The hotel project would be expected to finance itself: first, through its own revenues; second, through payment of full property taxes (which can be used to pay for debt service if necessary); and third, through its own hotel occupancy tax (which can also be used to pay for debt service) - all of which would support the revenue bonds that would pay for the hotel's construction and also create additional reserve funds.

Only to satisfy the demands of bond rating agencies (and to obtain the lowest possible cost of funds) has a pledge been included against the citywide hotel occupancy tax. But this pledge is limited to 25 percent of the bonds' debt service (or approximately $4 million per year).

The funds (the revenue bonds) proposed for the hotel are not city general obligation funds; they can be created only because there is a revenue stream to pay the debt service on the bonds. So these bonds are not available for other city purposes.

However, the jobs (construction and permanent) from the hotel would be available to city residents (as in other successful projects in the past, including Harborplace) and the profits from the hotel (and there are no downtown Baltimore hotels not making a profit) would not go to subsidize a private developer but would go to the city treasury - to be used as the mayor and City Council decide - and to support such services as public schools and public safety.

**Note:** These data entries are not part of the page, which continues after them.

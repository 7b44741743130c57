//! Structured, leveled, credential-redacting logging sink.
//!
//! Built on `tracing`/`tracing-subscriber` rather than hand-rolled,
//! following the ambient-stack rule that ecosystem crates win over a
//! bespoke logger wherever the teacher repo already reaches for one.
//! A custom [`RedactingLayer`] inspects every event's fields before they
//! reach the writer: any field whose key matches `*_secret`, `*_token`,
//! `*_key`, or `authorization` (case-insensitive) is replaced with
//! `[REDACTED]`; any field named `host` is truncated to its first 10
//! characters plus an ellipsis. Request/response bodies are only ever
//! attached at `debug`/`trace` level, and only when explicitly enabled.

use crate::constants::{self, REDACTED_PLACEHOLDER};
use std::collections::BTreeMap;
use std::fmt::Write as _;
use std::io::Write as _;
use std::sync::Mutex;
use tracing::field::{Field, Visit};
use tracing::{Event, Level, Subscriber};
use tracing_subscriber::layer::Context;
use tracing_subscriber::Layer;

#[derive(Debug, Clone, Copy, PartialEq, Eq)]
pub enum LogFormat {
    Text,
    Json,
}

impl std::str::FromStr for LogFormat {
    type Err = crate::error::Error;

    fn from_str(s: &str) -> Result<Self, Self::Err> {
        match s.to_lowercase().as_str() {
            "text" => Ok(Self::Text),
            "json" => Ok(Self::Json),
            other => Err(crate::error::Error::config(
                "log_format",
                format!("unrecognized log format '{other}', expected 'text' or 'json'"),
            )),
        }
    }
}

/// Installs the global tracing subscriber. Must be called exactly once,
/// before any other subsystem starts logging.
pub fn init(level: &str, format: LogFormat) -> Result<(), crate::error::Error> {
    use tracing_subscriber::layer::SubscriberExt;

    let env_filter = tracing_subscriber::EnvFilter::try_new(level)
        .map_err(|e| crate::error::Error::config("log_level", e.to_string()))?;
    let layer = RedactingLayer { writer: Mutex::new(std::io::stderr()), format };
    let subscriber = tracing_subscriber::registry().with(env_filter).with(layer);
    tracing::subscriber::set_global_default(subscriber)
        .map_err(|e| crate::error::Error::config("log_level", e.to_string()))
}

struct RedactingLayer<W> {
    writer: Mutex<W>,
    format: LogFormat,
}

struct FieldVisitor {
    message: Option<String>,
    fields: BTreeMap<String, String>,
}

impl FieldVisitor {
    fn new() -> Self {
        Self { message: None, fields: BTreeMap::new() }
    }

    fn record(&mut self, field: &Field, value: String) {
        let redacted = redact_field(field.name(), &value);
        if field.name() == "message" {
            self.message = Some(redacted);
        } else {
            self.fields.insert(field.name().to_string(), redacted);
        }
    }
}

impl Visit for FieldVisitor {
    fn record_debug(&mut self, field: &Field, value: &dyn std::fmt::Debug) {
        self.record(field, format!("{value:?}"));
    }

    fn record_str(&mut self, field: &Field, value: &str) {
        self.record(field, value.to_string());
    }

    fn record_i64(&mut self, field: &Field, value: i64) {
        self.record(field, value.to_string());
    }

    fn record_u64(&mut self, field: &Field, value: u64) {
        self.record(field, value.to_string());
    }

    fn record_bool(&mut self, field: &Field, value: bool) {
        self.record(field, value.to_string());
    }
}

/// Applies the mandatory redaction rules to a single field's value.
#[must_use]
fn redact_field(key: &str, value: &str) -> String {
    if constants::is_redacted_field_key(key) {
        REDACTED_PLACEHOLDER.to_string()
    } else if key.eq_ignore_ascii_case("host") {
        crate::error::redact_host(value)
    } else {
        value.to_string()
    }
}

impl<S, W> Layer<S> for RedactingLayer<W>
where
    S: Subscriber,
    W: std::io::Write + Send + 'static,
{
    fn on_event(&self, event: &Event<'_>, _ctx: Context<'_, S>) {
        let mut visitor = FieldVisitor::new();
        event.record(&mut visitor);

        let meta = event.metadata();
        let line = match self.format {
            LogFormat::Json => render_json(meta.level(), meta.target(), &visitor),
            LogFormat::Text => render_text(meta.level(), meta.target(), &visitor),
        };

        if let Ok(mut w) = self.writer.lock() {
            let _ = writeln!(w, "{line}");
        }
    }
}

fn render_text(level: &Level, target: &str, visitor: &FieldVisitor) -> String {
    let mut out = String::new();
    let _ = write!(out, "{level} {target}: {}", visitor.message.as_deref().unwrap_or(""));
    for (k, v) in &visitor.fields {
        let _ = write!(out, " {k}={v}");
    }
    out
}

fn render_json(level: &Level, target: &str, visitor: &FieldVisitor) -> String {
    let mut map = serde_json::Map::new();
    map.insert("level".into(), serde_json::Value::String(level.to_string()));
    map.insert("target".into(), serde_json::Value::String(target.to_string()));
    map.insert(
        "message".into(),
        serde_json::Value::String(visitor.message.clone().unwrap_or_default()),
    );
    for (k, v) in &visitor.fields {
        map.insert(k.clone(), serde_json::Value::String(v.clone()));
    }
    serde_json::Value::Object(map).to_string()
}

// ---- HTTP request/response logging helpers (used by transport::http) ----

fn should_redact_query_param(param_name: &str) -> bool {
    let lower = param_name.to_lowercase();
    matches!(
        lower.as_str(),
        "api_key"
            | "apikey"
            | "api-key"
            | "key"
            | "token"
            | "access_token"
            | "accesstoken"
            | "auth_token"
            | "authtoken"
            | "bearer_token"
            | "refresh_token"
            | "secret"
            | "api_secret"
            | "client_secret"
            | "password"
            | "passwd"
            | "pwd"
            | "signature"
            | "sig"
            | "session_id"
            | "sessionid"
            | "auth"
            | "authorization"
            | "credentials"
    )
}

/// Redacts sensitive query parameters from a URL before it is logged.
#[must_use]
pub fn redact_url_query_params(url: &str) -> String {
    let Some(query_start) = url.find('?') else {
        return url.to_string();
    };
    let base_url = &url[..query_start];
    let query_string = &url[query_start + 1..];

    let (query_part, fragment) = query_string
        .find('#')
        .map_or((query_string, None), |frag_start| {
            (&query_string[..frag_start], Some(&query_string[frag_start..]))
        });

    let redacted_params: Vec<String> = query_part
        .split('&')
        .map(|param| {
            param.find('=').map_or_else(
                || param.to_string(),
                |eq_pos| {
                    let name = &param[..eq_pos];
                    if should_redact_query_param(name) {
                        format!("{name}={REDACTED_PLACEHOLDER}")
                    } else {
                        param.to_string()
                    }
                },
            )
        })
        .collect();

    let mut result = format!("{base_url}?{}", redacted_params.join("&"));
    if let Some(frag) = fragment {
        result.push_str(frag);
    }
    result
}

/// Canonical status text, used in INFO-level request/response lines.
#[must_use]
pub const fn http_status_text(status: u16) -> &'static str {
    match status {
        200 => "OK",
        201 => "Created",
        202 => "Accepted",
        204 => "No Content",
        301 => "Moved Permanently",
        302 => "Found",
        304 => "Not Modified",
        400 => "Bad Request",
        401 => "Unauthorized",
        403 => "Forbidden",
        404 => "Not Found",
        408 => "Request Timeout",
        409 => "Conflict",
        429 => "Too Many Requests",
        500 => "Internal Server Error",
        502 => "Bad Gateway",
        503 => "Service Unavailable",
        504 => "Gateway Timeout",
        _ => "",
    }
}

/// Redacts request/response body content for debug/trace logging when a
/// caller-supplied set of known secret values is in scope (e.g. the
/// account key, if it is ever echoed back by an endpoint).
#[must_use]
pub fn redact_secrets_in_text(text: &str, secrets: &[String]) -> String {
    let mut result = text.to_string();
    for secret in secrets {
        if secret.len() >= constants::MIN_SECRET_LENGTH_FOR_BODY_REDACTION {
            result = result.replace(secret.as_str(), REDACTED_PLACEHOLDER);
        }
    }
    result
}

#[cfg(test)]
mod tests {
    use super::*;

    #[test]
    fn redact_url_query_params_with_api_key() {
        let url = "https://api.example.com/users?api_key=secret123&page=1";
        assert_eq!(
            redact_url_query_params(url),
            "https://api.example.com/users?api_key=[REDACTED]&page=1"
        );
    }

    #[test]
    fn redact_url_query_params_no_query_string() {
        let url = "https://api.example.com/users";
        assert_eq!(redact_url_query_params(url), url);
    }

    #[test]
    fn redact_url_query_params_with_fragment() {
        let url = "https://api.example.com/users?api_key=secret123#section";
        assert_eq!(
            redact_url_query_params(url),
            "https://api.example.com/users?api_key=[REDACTED]#section"
        );
    }

    #[test]
    fn redact_field_hits_token_and_secret_suffixes() {
        assert_eq!(redact_field("client_secret", "abc"), REDACTED_PLACEHOLDER);
        assert_eq!(redact_field("access_token", "abc"), REDACTED_PLACEHOLDER);
        assert_eq!(redact_field("status", "200"), "200");
    }

    #[test]
    fn redact_field_truncates_host() {
        assert_eq!(redact_field("host", "akab-xxxxxxxxxx.luna.example.net"), "akab-xxxxx…");
    }

    #[test]
    fn redact_secrets_in_text_skips_short_values() {
        let out = redact_secrets_in_text("value is short", &["short".to_string()]);
        assert_eq!(out, "value is short");
    }

    #[test]
    fn http_status_text_known_and_unknown() {
        assert_eq!(http_status_text(200), "OK");
        assert_eq!(http_status_text(999), "");
    }
}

When facing the same challenge - how to build a downtown headquarters hotel in the current economic climate - the city councils of Sacramento, Calif.; Austin, Texas; Houston; and Denver concluded that the same kind of financing structure was the only way their hotels would be built.

If the Baltimore City Council agrees, our citizens will benefit likewise from the new hotel, which will be publicly owned but designed, built and operated by the private sector with bonds totally insured by a private sector insurance company

M. J. Brodie


The writer is president of the Baltimore Development Corp.

Long-time owners deserve a tax break

After reading letters about inequities in Baltimore's property taxes between those for newcomers and those of us who have lived here in Baltimore for some years ("New homeowners hurt by assessments," Aug. 7), I have to ask why the newcomers think they should get a tax break when they weren't willing to take a chance on the city when it wasn't a popular place to live.

When I bought my 1941 rowhouse (please don't gentrify the name by calling it a "townhouse"; this is Bawlmer, hon, let's not put on airs), 10 years ago for $76,000, people asked in stupefaction, "Why would you want to buy a house in the city?"